Optical character recognition (OCR) software, generally used with scanning devices, transfers paper documents that are typed or printed into digital “images” or files. The finished product can then be used with desktop publishing and word processing programs or text editing products. OCR software is not new to the world of digital imaging. It has seen a resurgence in popularity, however, as products offer more formatting options and better support for muddied or “imperfect” documents. The key to successfully using these products is to first understand basic OCR terminology.
Portable document format (PDF)
A portable document format (PDF) can include graphics and text. This type of document is commonly used for file sharing. Some OCR software is designed for creating PDF files.
Dots per inch (DPI)
Dots per inch indicates the print quality of an image. The term also refers to the output resolution of a printer. In OCR software, DPI refers to the number of “dots” per linear inch. The more dots per inch, the better the print quality. Most OCR software scans documents at 200 DPI.
The term pixel combines the words picture (“pix”) and element. In OCR software, it generally refers to the smallest bit of information present in a digital image. The more pixels an image contains, the more the final image will look like the original. Pixels are typically organized in a two-dimensional framework that may be depicted as dots, squares or rectangles. Arranging them in this fashion allows multiple operations to be used by applying the same procedure to each individual pixel.
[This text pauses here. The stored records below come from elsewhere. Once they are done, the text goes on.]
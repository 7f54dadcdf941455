//! Chunk boundaries and portals
//!
//! Every chunk is a convex volume described by boundary planes. Each boundary
//! may carry portals: polygons through which a neighbouring chunk is (bound)
//! or may become (unbound) visible and traversable. Portal targets that are
//! not real chunks use sentinel links which must never be dereferenced.

use glam::{Mat4, Vec3};

use crate::handle::ChunkId;
use crate::math::Plane;

/// Named reference to a chunk, optionally resolved to a live handle
#[derive(Clone, Debug, PartialEq, Eq)]
pub struct ChunkRef {
    /// Identifier of the target chunk within the owning chunk's mapping
    pub identifier: String,
    /// Resolved handle; may go stale once the target chunk is deleted
    pub handle: Option<ChunkId>,
}

impl ChunkRef {
    /// An unresolved reference
    pub fn named(identifier: impl Into<String>) -> Self {
        Self {
            identifier: identifier.into(),
            handle: None,
        }
    }
}

/// What lies on the other side of a portal
#[derive(Clone, Debug, PartialEq, Eq)]
pub enum PortalLink {
    /// Another chunk of the same mapping
    Chunk(ChunkRef),
    /// Open sky
    Heaven,
    /// Solid ground
    Earth,
    /// Outside the mapping's loaded world
    Extern,
    /// Portal reserved for shells pushed into an outside chunk
    Invasive,
}

impl PortalLink {
    /// Parse a link from its persisted name
    pub fn from_name(name: &str) -> Self {
        match name {
            "heaven" => PortalLink::Heaven,
            "earth" => PortalLink::Earth,
            "extern" => PortalLink::Extern,
            "invasive" => PortalLink::Invasive,
            other => PortalLink::Chunk(ChunkRef::named(other)),
        }
    }

    /// Check if this link names a real chunk
    pub fn has_chunk(&self) -> bool {
        matches!(self, PortalLink::Chunk(_))
    }

    /// Identifier of the linked chunk
    pub fn identifier(&self) -> Option<&str> {
        match self {
            PortalLink::Chunk(chunk) => Some(&chunk.identifier),
            _ => None,
        }
    }

    /// Resolved handle of the linked chunk
    pub fn handle(&self) -> Option<ChunkId> {
        match self {
            PortalLink::Chunk(chunk) => chunk.handle,
            _ => None,
        }
    }

    pub fn is_earth(&self) -> bool {
        matches!(self, PortalLink::Earth)
    }

    pub fn is_extern(&self) -> bool {
        matches!(self, PortalLink::Extern)
    }
}

/// A polygon on a boundary plane
#[derive(Clone, Debug)]
pub struct Portal {
    /// Optional authored label
    pub label: String,
    /// Polygon points in chunk-local space
    pub points: Vec<Vec3>,
    /// Polygon centre in chunk-local space
    pub centre: Vec3,
    /// Portal leads into a shell contained by this chunk
    pub internal: bool,
    /// Target of the portal
    pub link: PortalLink,
}

impl Portal {
    /// Create a portal from its polygon and link
    pub fn new(points: Vec<Vec3>, link: PortalLink) -> Self {
        let centre = if points.is_empty() {
            Vec3::ZERO
        } else {
            points.iter().copied().sum::<Vec3>() / points.len() as f32
        };
        Self {
            label: String::new(),
            points,
            centre,
            internal: false,
            link,
        }
    }

    /// Portal centre in world space
    pub fn world_centre(&self, transform: &Mat4) -> Vec3 {
        transform.transform_point3(self.centre)
    }
}

/// A boundary plane with its portals
#[derive(Clone, Debug)]
pub struct ChunkBoundary {
    pub plane: Plane,
    pub bound_portals: Vec<Portal>,
    pub unbound_portals: Vec<Portal>,
}

impl ChunkBoundary {
    /// Create a boundary with no portals
    pub fn new(plane: Plane) -> Self {
        Self {
            plane,
            bound_portals: Vec::new(),
            unbound_portals: Vec::new(),
        }
    }

    /// Iterate every portal, bound ones first
    pub fn portals(&self) -> impl Iterator<Item = &Portal> {
        self.bound_portals.iter().chain(self.unbound_portals.iter())
    }

    /// Move an unbound portal into the bound list, returning its new index
    pub fn bind_portal(&mut self, unbound_index: usize) -> usize {
        let portal = self.unbound_portals.remove(unbound_index);
        self.bound_portals.push(portal);
        self.bound_portals.len() - 1
    }

    /// Move a bound portal into the unbound list, returning its new index
    pub fn unbind_portal(&mut self, bound_index: usize) -> usize {
        let portal = self.bound_portals.remove(bound_index);
        self.unbound_portals.push(portal);
        self.unbound_portals.len() - 1
    }
}

#[cfg(test)]
mod tests {
    use super::*;

    #[test]
    fn test_link_names() {
        assert_eq!(PortalLink::from_name("heaven"), PortalLink::Heaven);
        assert_eq!(PortalLink::from_name("earth"), PortalLink::Earth);
        assert_eq!(PortalLink::from_name("extern"), PortalLink::Extern);
        assert_eq!(PortalLink::from_name("invasive"), PortalLink::Invasive);

        let link = PortalLink::from_name("00010002o");
        assert!(link.has_chunk());
        assert_eq!(link.identifier(), Some("00010002o"));
        assert_eq!(link.handle(), None);
    }

    #[test]
    fn test_portal_centre() {
        let portal = Portal::new(
            vec![
                Vec3::new(0.0, 0.0, 0.0),
                Vec3::new(0.0, 10.0, 0.0),
                Vec3::new(0.0, 10.0, 10.0),
                Vec3::new(0.0, 0.0, 10.0),
            ],
            PortalLink::Heaven,
        );
        assert_eq!(portal.centre, Vec3::new(0.0, 5.0, 5.0));

        let world = portal.world_centre(&Mat4::from_translation(Vec3::X * 100.0));
        assert_eq!(world, Vec3::new(100.0, 5.0, 5.0));
    }

    #[test]
    fn test_bind_and_unbind_portal() {
        let mut boundary = ChunkBoundary::new(Plane::new(Vec3::X, 0.0));
        boundary
            .unbound_portals
            .push(Portal::new(Vec::new(), PortalLink::from_name("a")));

        let bound = boundary.bind_portal(0);
        assert_eq!(boundary.bound_portals.len(), 1);
        assert!(boundary.unbound_portals.is_empty());

        boundary.unbind_portal(bound);
        assert!(boundary.bound_portals.is_empty());
        assert_eq!(boundary.portals().count(), 1);
    }
}
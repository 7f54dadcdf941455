//! Chunk resource access
//!
//! Loads read chunk sections through [`ChunkResource`], an opaque
//! key-to-bytes store. Readers are shared with worker threads.

use std::collections::HashMap;
use std::path::{Path, PathBuf};

use parking_lot::RwLock;

use crate::error::ResourceError;
use crate::section::ChunkSection;

/// Read-only store of chunk resources
pub trait ChunkResource: Send + Sync {
    /// Read the bytes stored under `resource_id`
    fn read(&self, resource_id: &str) -> Result<Vec<u8>, ResourceError>;

    /// Check whether a resource exists
    fn exists(&self, resource_id: &str) -> bool {
        self.read(resource_id).is_ok()
    }
}

/// Resources held in memory
#[derive(Debug, Default)]
pub struct MemoryResource {
    entries: RwLock<HashMap<String, Vec<u8>>>,
}

impl MemoryResource {
    /// Create an empty store
    pub fn new() -> Self {
        Self::default()
    }

    /// Store raw bytes
    pub fn insert(&self, resource_id: impl Into<String>, bytes: Vec<u8>) {
        self.entries.write().insert(resource_id.into(), bytes);
    }

    /// Store a chunk section as JSON
    pub fn insert_section(&self, resource_id: impl Into<String>, section: &ChunkSection) {
        match section.to_vec() {
            Ok(bytes) => self.insert(resource_id, bytes),
            Err(e) => log::error!("Failed to serialize chunk section: {}", e),
        }
    }

    /// Remove a resource
    pub fn remove(&self, resource_id: &str) -> Option<Vec<u8>> {
        self.entries.write().remove(resource_id)
    }

    /// Number of stored resources
    pub fn len(&self) -> usize {
        self.entries.read().len()
    }

    /// Check if empty
    pub fn is_empty(&self) -> bool {
        self.entries.read().is_empty()
    }
}

impl ChunkResource for MemoryResource {
    fn read(&self, resource_id: &str) -> Result<Vec<u8>, ResourceError> {
        self.entries
            .read()
            .get(resource_id)
            .cloned()
            .ok_or_else(|| ResourceError::NotFound(resource_id.to_string()))
    }

    fn exists(&self, resource_id: &str) -> bool {
        self.entries.read().contains_key(resource_id)
    }
}

/// Resources stored as files below a root directory
#[derive(Debug, Clone)]
pub struct DirectoryResource {
    root: PathBuf,
}

impl DirectoryResource {
    /// Create a reader rooted at `root`
    pub fn new(root: impl Into<PathBuf>) -> Self {
        Self { root: root.into() }
    }

    /// Root directory
    pub fn root(&self) -> &Path {
        &self.root
    }

    fn path_of(&self, resource_id: &str) -> PathBuf {
        self.root.join(resource_id.trim_start_matches('/'))
    }
}

impl ChunkResource for DirectoryResource {
    fn read(&self, resource_id: &str) -> Result<Vec<u8>, ResourceError> {
        let path = self.path_of(resource_id);
        std::fs::read(&path).map_err(|source| {
            if source.kind() == std::io::ErrorKind::NotFound {
                ResourceError::NotFound(resource_id.to_string())
            } else {
                ResourceError::Io {
                    path: path.display().to_string(),
                    source,
                }
            }
        })
    }

    fn exists(&self, resource_id: &str) -> bool {
        self.path_of(resource_id).is_file()
    }
}
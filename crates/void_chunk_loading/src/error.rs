//! Error types for edge streaming

use thiserror::Error;
use void_chunk::{ChunkError, ConfigError, MappingId};

/// Streaming errors
#[derive(Debug, Error)]
pub enum StreamingError {
    /// The chunk space knows no such mapping
    #[error("Unknown geometry mapping: {0:?}")]
    UnknownMapping(MappingId),

    /// The mapping is already being streamed
    #[error("Geometry mapping {0:?} is already streamed")]
    DuplicateMapping(MappingId),

    /// Configuration could not be read
    #[error("Config error: {0}")]
    Config(#[from] ConfigError),

    /// The chunk space rejected an operation
    #[error("Chunk error: {0}")]
    Chunk(#[from] ChunkError),
}

/// Result type for streaming operations
pub type Result<T> = std::result::Result<T, StreamingError>;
Bitmap is the most basic type of image. Bitmap images are a compilation of squares that when coupled together create an image. These “bits” can be various colors but they are uniform in size. Generally, OCR software can convert bitmap images into text that can be imported into a word processing program.
In OCR software, a raster image is a group of pixels. The most common types of raster images are GIF (Graphic Interchange Format) and JPEG (Joint Photographic Experts Group).
Vector images are a group of connected lines, curves, points or shapes that create an object. These images are defined by mathematical equations rather than pixels.